Chapter 9.5, Problem 1P

(a) Consider the case of two dependent variables. Show that if $F=F\left(x,y,z,y^{\prime },z^{\prime }\right)$ and we want to find $y(x)$ and $z(x)$ to make $I={\displaystyle {\int }_{x_1}^{x_2}F}dx$ stationary, then $y$ and $z$ should each satisfy an Euler equation as in (5.1). Hint: Construct a formula for a varied path $Y$ for $y$ as in Section 2 $[Y=y+e\eta (x)\text{ with }\eta (x)$ arbitrary] and construct a similar formula for $z$ [let $Z=z+ϵ\zeta (x),$ where $\zeta (x)$ is another arbitrary function]. Carry through the details of differentiating with respect to $ϵ,$ putting $ϵ=0,$ and integrating by parts as in Section 2 ; then use the fact that both $\eta (x)$ and $\zeta (x)$ are arbitrary to get (5.1).

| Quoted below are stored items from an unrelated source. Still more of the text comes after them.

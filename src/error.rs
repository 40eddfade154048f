//! Failure taxonomy of the indexing and search pipeline.
//!
//! Input-shape problems never show up here: the projector absorbs them.
//! Everything below is reported per record so operators can retry just the
//! failed subset.

use thiserror::Error;

#[derive(Debug, Clone, Error, PartialEq)]
pub enum PipelineError {
    /// The embedding provider or the search service failed, timed out, or
    /// refused the credentials.
    #[error("provider unavailable: {0}")]
    ProviderUnavailable(String),

    #[error("embedding dimension mismatch: index expects {expected}, got {actual}")]
    DimensionMismatch { expected: usize, actual: usize },

    #[error("embedding input text is empty")]
    EmptyInput,

    /// The caller asked for something the pipeline cannot run.
    #[error("invalid request: {0}")]
    InvalidRequest(String),

    /// The search service answered but rejected the document or query.
    #[error("rejected by index ({status}): {message}")]
    Rejected { status: u16, message: String },
}

impl PipelineError {
    pub fn provider(err: impl std::fmt::Display) -> Self {
        Self::ProviderUnavailable(err.to_string())
    }
}

impl From<anyhow::Error> for PipelineError {
    fn from(err: anyhow::Error) -> Self {
        match err.downcast::<PipelineError>() {
            Ok(typed) => typed,
            Err(other) => Self::ProviderUnavailable(format!("{:#}", other)),
        }
    }
}
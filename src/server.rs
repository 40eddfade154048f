//! HTTP API for resume search.
//!
//! # Endpoints
//!
//! | Method | Path | Description |
//! |--------|------|-------------|
//! | `GET`  | `/api/health` | Liveness check |
//! | `POST` | `/api/search` | Search resumes by free text |
//! | `POST` | `/api/resume-matching/match-resumes` | Rank resumes against a job description |
//!
//! # Error Contract
//!
//! ```json
//! { "error": { "code": "bad_request", "message": "query must not be empty" } }
//! ```
//!
//! Error codes: `bad_request` (400), `provider_unavailable` (502),
//! `internal` (500).
//!
//! # CORS
//!
//! All origins, methods, and headers are permitted so a browser front end
//! on another port can call the API.

use axum::{
    extract::{rejection::JsonRejection, State},
    http::StatusCode,
    response::{IntoResponse, Response},
    routing::{get, post},
    Json, Router,
};
use serde::{Deserialize, Serialize};
use std::sync::Arc;
use tower_http::cors::{Any, CorsLayer};
use tracing::{info, warn};

use crate::config::Config;
use crate::embedding::{create_embedder, Embedder};
use crate::error::PipelineError;
use crate::index::{AzureSearchIndex, SearchIndex};
use crate::models::{SearchHit, SearchMode};
use crate::search::search;

/// Shortest job description the matching endpoint accepts, in characters.
pub const MIN_JOB_DESCRIPTION_CHARS: usize = 50;
/// Largest `topResults` the matching endpoint accepts.
pub const MAX_MATCH_RESULTS: usize = 20;

/// Shared state handed to every handler.
#[derive(Clone)]
pub struct AppState {
    embedder: Arc<dyn Embedder>,
    index: Arc<dyn SearchIndex>,
    default_top: usize,
    default_mode: SearchMode,
}

impl AppState {
    pub fn new(embedder: Arc<dyn Embedder>, index: Arc<dyn SearchIndex>) -> Self {
        Self {
            embedder,
            index,
            default_top: 5,
            default_mode: SearchMode::default(),
        }
    }

    pub fn with_defaults(mut self, top: usize, mode: SearchMode) -> Self {
        self.default_top = top;
        self.default_mode = mode;
        self
    }
}

/// Build the router with CORS applied.
pub fn router(state: AppState) -> Router {
    let cors = CorsLayer::new()
        .allow_origin(Any)
        .allow_methods(Any)
        .allow_headers(Any);

    Router::new()
        .route("/api/health", get(handle_health))
        .route("/api/search", post(handle_search))
        .route("/api/resume-matching/match-resumes", post(handle_match))
        .layer(cors)
        .with_state(state)
}

/// Starts the HTTP server on `[server].bind` and runs until the process is
/// terminated.
pub async fn run_server(config: &Config) -> anyhow::Result<()> {
    if !config.embedding.is_enabled() {
        anyhow::bail!("The search API requires embeddings. Set [embedding] provider in config.");
    }
    let embedder: Arc<dyn Embedder> = Arc::from(create_embedder(&config.embedding)?);
    let index: Arc<dyn SearchIndex> =
        Arc::new(AzureSearchIndex::new(&config.index, &config.embedding)?);
    let state = AppState::new(embedder, index)
        .with_defaults(config.search.default_top, config.search.default_mode);

    let listener = tokio::net::TcpListener::bind(&config.server.bind).await?;
    info!(bind = %config.server.bind, index = %config.index.name, "search API listening");
    println!("Search API listening on http://{}", config.server.bind);

    axum::serve(listener, router(state)).await?;
    Ok(())
}

// ============ Error response ============

#[derive(Serialize)]
struct ErrorBody {
    error: ErrorDetail,
}

#[derive(Serialize)]
struct ErrorDetail {
    code: String,
    message: String,
}

struct AppError {
    status: StatusCode,
    code: &'static str,
    message: String,
}

impl IntoResponse for AppError {
    fn into_response(self) -> Response {
        let body = ErrorBody {
            error: ErrorDetail {
                code: self.code.to_string(),
                message: self.message,
            },
        };
        (self.status, Json(body)).into_response()
    }
}

fn bad_request(message: impl Into<String>) -> AppError {
    AppError {
        status: StatusCode::BAD_REQUEST,
        code: "bad_request",
        message: message.into(),
    }
}

impl From<JsonRejection> for AppError {
    fn from(rejection: JsonRejection) -> Self {
        bad_request(rejection.body_text())
    }
}

impl From<PipelineError> for AppError {
    fn from(err: PipelineError) -> Self {
        match err {
            PipelineError::InvalidRequest(_) | PipelineError::EmptyInput => {
                bad_request(err.to_string())
            }
            PipelineError::ProviderUnavailable(_) | PipelineError::Rejected { .. } => {
                warn!(error = %err, "upstream failure while searching");
                AppError {
                    status: StatusCode::BAD_GATEWAY,
                    code: "provider_unavailable",
                    message: err.to_string(),
                }
            }
            PipelineError::DimensionMismatch { .. } => AppError {
                status: StatusCode::INTERNAL_SERVER_ERROR,
                code: "internal",
                message: err.to_string(),
            },
        }
    }
}

// ============ GET /api/health ============

#[derive(Serialize)]
struct HealthResponse {
    status: &'static str,
    message: &'static str,
    version: &'static str,
}

async fn handle_health() -> Json<HealthResponse> {
    Json(HealthResponse {
        status: "ok",
        message: "Resume search API is running",
        version: env!("CARGO_PKG_VERSION"),
    })
}

// ============ POST /api/search ============

#[derive(Deserialize)]
struct SearchBody {
    query: String,
    #[serde(default)]
    top: Option<usize>,
    #[serde(default)]
    mode: Option<SearchMode>,
}

#[derive(Serialize)]
struct SearchResponse {
    results: Vec<SearchHit>,
}

async fn handle_search(
    State(state): State<AppState>,
    body: Result<Json<SearchBody>, JsonRejection>,
) -> Result<Json<SearchResponse>, AppError> {
    let Json(body) = body?;
    if body.query.trim().is_empty() {
        return Err(bad_request("query must not be empty"));
    }
    let results = search(
        state.embedder.as_ref(),
        state.index.as_ref(),
        &body.query,
        body.top.unwrap_or(state.default_top),
        body.mode.unwrap_or(state.default_mode),
    )
    .await?;
    Ok(Json(SearchResponse { results }))
}

// ============ POST /api/resume-matching/match-resumes ============

#[derive(Deserialize)]
#[serde(rename_all = "camelCase")]
struct MatchBody {
    #[serde(default)]
    job_description: Option<String>,
    #[serde(default)]
    matching_options: MatchingOptions,
}

#[derive(Deserialize)]
#[serde(rename_all = "camelCase")]
struct MatchingOptions {
    #[serde(default = "default_true")]
    use_hybrid_search: bool,
    #[serde(default = "default_top_results")]
    top_results: usize,
}

impl Default for MatchingOptions {
    fn default() -> Self {
        Self {
            use_hybrid_search: true,
            top_results: default_top_results(),
        }
    }
}

fn default_true() -> bool {
    true
}

fn default_top_results() -> usize {
    5
}

#[derive(Serialize)]
#[serde(rename_all = "camelCase")]
struct MatchedResume {
    resume_id: String,
    candidate_name: String,
    search_score: f64,
    semantic_score: f64,
}

async fn handle_match(
    State(state): State<AppState>,
    body: Result<Json<MatchBody>, JsonRejection>,
) -> Result<Json<Vec<MatchedResume>>, AppError> {
    let Json(body) = body?;
    let job_description = body
        .job_description
        .filter(|d| !d.trim().is_empty())
        .ok_or_else(|| bad_request("jobDescription is required"))?;
    if job_description.chars().count() < MIN_JOB_DESCRIPTION_CHARS {
        return Err(bad_request(format!(
            "jobDescription must be at least {} characters",
            MIN_JOB_DESCRIPTION_CHARS
        )));
    }

    let options = body.matching_options;
    if !(1..=MAX_MATCH_RESULTS).contains(&options.top_results) {
        return Err(bad_request(format!(
            "topResults must be between 1 and {}",
            MAX_MATCH_RESULTS
        )));
    }
    let mode = if options.use_hybrid_search {
        SearchMode::Hybrid
    } else {
        SearchMode::Vector
    };

    let hits = search(
        state.embedder.as_ref(),
        state.index.as_ref(),
        &job_description,
        options.top_results,
        mode,
    )
    .await?;

    Ok(Json(
        hits.into_iter()
            .map(|hit| MatchedResume {
                resume_id: hit.id,
                candidate_name: hit.name,
                search_score: hit.score,
                semantic_score: hit.semantic_score,
            })
            .collect(),
    ))
}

(b) Consider the case of two independent variables. You want to find the function $u(x,y)$ which makes stationary the double integral ${\displaystyle {\int }_{y_1}^{y_2}{\displaystyle {\int }_{x_1}^{x_2}F}}\left(u,x,y,u_x,u_y\right)dxdy$.

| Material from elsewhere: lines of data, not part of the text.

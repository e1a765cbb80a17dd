//! slice4d - walk a 4D cell grid one 3D section at a time
//!
//! The game itself lives in `slice4d_core`; this crate adds what a runnable
//! program needs around it: configuration, the fixed-tick driver and a
//! headless session.

pub mod config;
pub mod session;
pub mod systems;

Hint: Let the varied $U(x,y)=u(x,y)+e\eta (x,y)$ where $\eta (x,y)=0$ at $x=x_1$ $x=x_2,y=y_1,y=y_2,$ but is otherwise arbitrary. As in Section 2, differentiate with respect to $ϵ$, set $ϵ=0$, integrate by parts, and use the fact that $\eta$ is arbitrary. Show that the Euler equation is then $\frac{\partial }{\partial x}\frac{\partial F}{\partial u_x}+\frac{\partial }{\partial y}\frac{\partial F}{\partial u_y}-\frac{\partial F}{\partial u}=0$.

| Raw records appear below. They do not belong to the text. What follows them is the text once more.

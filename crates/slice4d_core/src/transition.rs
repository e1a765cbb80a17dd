//! Section transitions
//!
//! A basis change never swaps sections in one go. The controller walks
//! `Idle → Rebuilding → Swapping → Idle`:
//!
//! 1. [`LevelTransitionController::begin`] reserves an id for the next section.
//! 2. The caller projects the grid into that section and hands it to
//!    [`LevelTransitionController::commit`], which instantiates it, re-anchors
//!    the outgoing section around the player and starts both animations.
//! 3. After the transition delay, [`LevelTransitionController::finish`]
//!    destroys the outgoing section and promotes the new one.
//!
//! Input is held for the whole cycle.

use slice4d_math::{IVec4, PivotAxis, Vec4};

use crate::ports::{SectionAnimation, SectionId, SectionRenderer};
use crate::projector::{PlacementKey, ProjectionSettings, RenderSection};

/// Phase of the section swap
#[derive(Clone, Copy, Debug, Default, PartialEq, Eq, Hash)]
pub enum TransitionState {
    #[default]
    Idle,
    Rebuilding,
    Swapping,
}

impl std::fmt::Display for TransitionState {
    fn fmt(&self, f: &mut std::fmt::Formatter<'_>) -> std::fmt::Result {
        let name = match self {
            TransitionState::Idle => "idle",
            TransitionState::Rebuilding => "rebuilding",
            TransitionState::Swapping => "swapping",
        };
        f.write_str(name)
    }
}

/// A transition step requested in the wrong state
#[derive(Clone, Copy, Debug, PartialEq, Eq)]
pub enum TransitionError {
    /// Another transition is still running
    InProgress { state: TransitionState },
    /// `commit` or `finish` called out of order
    UnexpectedState {
        expected: TransitionState,
        actual: TransitionState,
    },
}

impl std::fmt::Display for TransitionError {
    fn fmt(&self, f: &mut std::fmt::Formatter<'_>) -> std::fmt::Result {
        match self {
            TransitionError::InProgress { state } => {
                write!(f, "A section transition is already in progress ({})", state)
            }
            TransitionError::UnexpectedState { expected, actual } => write!(
                f,
                "Transition step expected state {} but was {}",
                expected, actual
            ),
        }
    }
}

impl std::error::Error for TransitionError {}

/// Owns the visible section and the one replacing it
#[derive(Debug)]
pub struct LevelTransitionController {
    state: TransitionState,
    current: RenderSection,
    next: Option<RenderSection>,
    next_id: u64,
}

impl LevelTransitionController {
    /// Start idle with an empty current section
    pub fn new(settings: ProjectionSettings) -> Self {
        Self {
            state: TransitionState::Idle,
            current: RenderSection::empty(SectionId::new(0), Default::default(), settings),
            next: None,
            next_id: 1,
        }
    }

    #[inline]
    pub fn state(&self) -> TransitionState {
        self.state
    }

    /// Whether player input must be ignored
    #[inline]
    pub fn holds_input(&self) -> bool {
        self.state != TransitionState::Idle
    }

    /// The section the player is standing in
    #[inline]
    pub fn current(&self) -> &RenderSection {
        &self.current
    }

    #[inline]
    pub fn current_mut(&mut self) -> &mut RenderSection {
        &mut self.current
    }

    /// The section appearing, while swapping
    #[inline]
    pub fn next(&self) -> Option<&RenderSection> {
        self.next.as_ref()
    }

    /// Idle → Rebuilding, reserving the id of the section to build
    pub fn begin(&mut self) -> Result<SectionId, TransitionError> {
        if self.state != TransitionState::Idle {
            return Err(TransitionError::InProgress { state: self.state });
        }
        let id = SectionId::new(self.next_id);
        self.next_id += 1;
        self.state = TransitionState::Rebuilding;
        log::debug!("Transition: rebuilding section {:?}", id);
        Ok(id)
    }

    /// Rebuilding → Swapping
    ///
    /// Instantiates `section`, keeps the player visually in place by moving
    /// the outgoing section, and starts the disappear/appear animations. The
    /// outgoing section's instant flags are reclassified against the player.
    pub fn commit<R: SectionRenderer + ?Sized>(
        &mut self,
        mut section: RenderSection,
        player_position: Vec4,
        facing: PivotAxis,
        renderer: &mut R,
    ) -> Result<(), TransitionError> {
        self.expect_state(TransitionState::Rebuilding)?;

        let id = section.id();
        for (_, placement) in section.iter_mut() {
            let handle = renderer.instantiate(
                id,
                &placement.content,
                placement.local_position,
                placement.orientation,
                placement.instant,
            );
            placement.handle = Some(handle);
        }

        match section.player_position() {
            Some(target) => {
                let before = self.current.player_scene_position(player_position);
                let delta = [target[0] - before[0], target[1] - before[1], target[2] - before[2]];
                if delta != [0.0; 3] {
                    renderer.translate_section(self.current.id(), delta);
                    self.current.translate(delta);
                }
                renderer.place_player(target);
            }
            None => log::warn!(
                "Player at {:?} is outside section {:?}, leaving the camera in place",
                player_position,
                id
            ),
        }

        let player = IVec4::round_from(player_position);
        self.current.classify_instant(player, facing);
        for (_, placement) in self.current.iter() {
            if let Some(handle) = placement.handle {
                renderer.animate(handle, SectionAnimation::Disappear, placement.instant);
            }
        }
        for (_, placement) in section.iter() {
            if let Some(handle) = placement.handle {
                renderer.animate(handle, SectionAnimation::Appear, placement.instant);
            }
        }

        log::debug!(
            "Transition: swapping section {:?} ({} placements) for {:?} ({} placements)",
            self.current.id(),
            self.current.len(),
            id,
            section.len()
        );
        self.next = Some(section);
        self.state = TransitionState::Swapping;
        Ok(())
    }

    /// Swapping → Idle: discard the outgoing section and promote the new one
    pub fn finish<R: SectionRenderer + ?Sized>(&mut self, renderer: &mut R) -> Result<(), TransitionError> {
        self.expect_state(TransitionState::Swapping)?;
        let Some(next) = self.next.take() else {
            return Err(TransitionError::UnexpectedState {
                expected: TransitionState::Swapping,
                actual: self.state,
            });
        };
        let mut old = std::mem::replace(&mut self.current, next);
        for placement in old.drain() {
            if let Some(handle) = placement.handle {
                renderer.destroy(handle);
            }
        }
        self.state = TransitionState::Idle;
        log::debug!("Transition: section {:?} is now current", self.current.id());
        Ok(())
    }

    /// Abandon a rebuild that never reached `commit`
    pub fn abort(&mut self) {
        if self.state == TransitionState::Rebuilding {
            self.state = TransitionState::Idle;
        }
    }

    /// Destroy the placement cut from `coord` in the current section
    pub fn remove_current<R: SectionRenderer + ?Sized>(
        &mut self,
        coord: IVec4,
        renderer: &mut R,
    ) -> bool {
        match self.current.remove_at(coord) {
            Some(placement) => {
                if let Some(handle) = placement.handle {
                    renderer.destroy(handle);
                }
                true
            }
            None => false,
        }
    }

    /// Key of the current section's placement at `coord`
    pub fn current_key(&self, coord: IVec4) -> Option<PlacementKey> {
        self.current.key_at(coord)
    }

    fn expect_state(&self, expected: TransitionState) -> Result<(), TransitionError> {
        if self.state == expected {
            Ok(())
        } else {
            Err(TransitionError::UnexpectedState {
                expected,
                actual: self.state,
            })
        }
    }
}

#[cfg(test)]
mod tests {
    use super::*;
    use crate::ports::RenderHandle;
    use crate::projector::{Orientation, Projector};
    use crate::{Cell, ContentRegistry, Grid4D};
    use slice4d_math::{Basis, RotationDirection};

    #[derive(Default)]
    struct CountingRenderer {
        next_handle: u64,
        live: Vec<RenderHandle>,
        appear: usize,
        disappear: usize,
        instant: usize,
        translations: Vec<(SectionId, [f32; 3])>,
        player: Option<[f32; 3]>,
    }

    impl SectionRenderer for CountingRenderer {
        fn instantiate(&mut self, _: SectionId, _: &str, _: [f32; 3], _: Orientation, _: bool) -> RenderHandle {
            self.next_handle += 1;
            let handle = RenderHandle::new(self.next_handle);
            self.live.push(handle);
            handle
        }
        fn set_visible(&mut self, _: RenderHandle, _: bool) {}
        fn destroy(&mut self, handle: RenderHandle) {
            self.live.retain(|h| *h != handle);
        }
        fn animate(&mut self, _: RenderHandle, animation: SectionAnimation, instant: bool) {
            match animation {
                SectionAnimation::Appear => self.appear += 1,
                SectionAnimation::Disappear => self.disappear += 1,
            }
            if instant {
                self.instant += 1;
            }
        }
        fn place_player(&mut self, position: [f32; 3]) {
            self.player = Some(position);
        }
        fn translate_section(&mut self, section: SectionId, delta: [f32; 3]) {
            self.translations.push((section, delta));
        }
    }

    fn grid() -> Grid4D {
        let mut grid = Grid4D::new();
        for x in 0..3 {
            for z in 0..3 {
                grid.set(IVec4::new(x, 0, z, 0), Cell::new("greenCube"));
                grid.set(IVec4::new(x, 0, 0, z), Cell::new("redCube"));
            }
        }
        grid
    }

    fn rebuild(
        controller: &mut LevelTransitionController,
        renderer: &mut CountingRenderer,
        basis: &Basis,
        player: Vec4,
    ) {
        let id = controller.begin().unwrap();
        let section = Projector::default().project(
            id,
            &grid(),
            &ContentRegistry::standard(),
            basis,
            player,
            PivotAxis::Right,
        );
        controller.commit(section, player, PivotAxis::Right, renderer).unwrap();
    }

    #[test]
    fn test_full_cycle() {
        let mut controller = LevelTransitionController::new(ProjectionSettings::default());
        let mut renderer = CountingRenderer::default();
        let player = Vec4::new(0.0, 1.0, 0.0, 0.0);
        assert!(!controller.holds_input());

        rebuild(&mut controller, &mut renderer, &Basis::CANONICAL, player);
        assert_eq!(controller.state(), TransitionState::Swapping);
        assert!(controller.holds_input());
        assert_eq!(renderer.live.len(), 9);
        assert_eq!(renderer.appear, 9);
        assert_eq!(renderer.disappear, 0);
        assert_eq!(renderer.player, Some([0.0, 4.0, 0.0]));

        controller.finish(&mut renderer).unwrap();
        assert_eq!(controller.state(), TransitionState::Idle);
        assert!(!controller.holds_input());
        assert_eq!(controller.current().len(), 9);
        assert!(controller.next().is_none());
    }

    #[test]
    fn test_second_transition_destroys_old_section() {
        let mut controller = LevelTransitionController::new(ProjectionSettings::default());
        let mut renderer = CountingRenderer::default();
        let player = Vec4::new(0.0, 1.0, 0.0, 0.0);
        rebuild(&mut controller, &mut renderer, &Basis::CANONICAL, player);
        controller.finish(&mut renderer).unwrap();
        let first_id = controller.current().id();

        let mut basis = Basis::CANONICAL;
        basis.rotate(PivotAxis::Right, RotationDirection::Positive);
        rebuild(&mut controller, &mut renderer, &basis, player);
        assert_eq!(renderer.disappear, 9);
        assert_eq!(renderer.live.len(), 18);

        controller.finish(&mut renderer).unwrap();
        assert_ne!(controller.current().id(), first_id);
        assert_eq!(renderer.live.len(), 9);
    }

    #[test]
    fn test_outgoing_section_is_reanchored() {
        let mut controller = LevelTransitionController::new(ProjectionSettings::default());
        let mut renderer = CountingRenderer::default();
        // player at z = 1 in the w = 0 plane
        let player = Vec4::new(1.0, 1.0, 1.0, 0.0);
        rebuild(&mut controller, &mut renderer, &Basis::CANONICAL, player);
        controller.finish(&mut renderer).unwrap();
        let old_id = controller.current().id();
        let before = renderer.player.unwrap();

        // facing along right: forward becomes -W, so the player's forward index moves
        let mut basis = Basis::CANONICAL;
        basis.rotate(PivotAxis::Right, RotationDirection::Positive);
        rebuild(&mut controller, &mut renderer, &basis, player);
        let after = renderer.player.unwrap();
        let (section, delta) = renderer.translations.last().copied().unwrap();
        assert_eq!(section, old_id);
        for i in 0..3 {
            assert!((before[i] + delta[i] - after[i]).abs() < 1e-5);
        }
    }

    #[test]
    fn test_begin_rejected_while_in_progress() {
        let mut controller = LevelTransitionController::new(ProjectionSettings::default());
        let mut renderer = CountingRenderer::default();
        rebuild(&mut controller, &mut renderer, &Basis::CANONICAL, Vec4::ZERO);
        assert_eq!(
            controller.begin(),
            Err(TransitionError::InProgress { state: TransitionState::Swapping })
        );
    }

    #[test]
    fn test_out_of_order_steps() {
        let mut controller = LevelTransitionController::new(ProjectionSettings::default());
        let mut renderer = CountingRenderer::default();
        assert!(matches!(
            controller.finish(&mut renderer),
            Err(TransitionError::UnexpectedState { .. })
        ));

        let id = controller.begin().unwrap();
        controller.abort();
        assert_eq!(controller.state(), TransitionState::Idle);
        let section = RenderSection::empty(id, Basis::CANONICAL, ProjectionSettings::default());
        assert!(controller.commit(section, Vec4::ZERO, PivotAxis::Forward, &mut renderer).is_err());
    }

    #[test]
    fn test_remove_current() {
        let mut controller = LevelTransitionController::new(ProjectionSettings::default());
        let mut renderer = CountingRenderer::default();
        rebuild(&mut controller, &mut renderer, &Basis::CANONICAL, Vec4::ZERO);
        controller.finish(&mut renderer).unwrap();
        let coord = IVec4::new(2, 0, 2, 0);
        assert!(controller.current_key(coord).is_some());
        assert!(controller.remove_current(coord, &mut renderer));
        assert!(!controller.remove_current(coord, &mut renderer));
        assert_eq!(renderer.live.len(), 8);
    }
}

(c) Consider the case in which F depends on $x,y,y^{\prime },$ and $y^{\prime \prime }.$ Assuming zero values of the variation $\eta (x)$ and its derivative at the endpoints $x_1$ and $x_2$, show that then the Euler equation becomes

$\frac{d^2}{d{x}^2}\frac{\partial F}{\partial y^{\prime \prime }}-\frac{d}{dx}\frac{\partial F}{\partial y^{\prime }}+\frac{\partial F}{\partial y}=0$.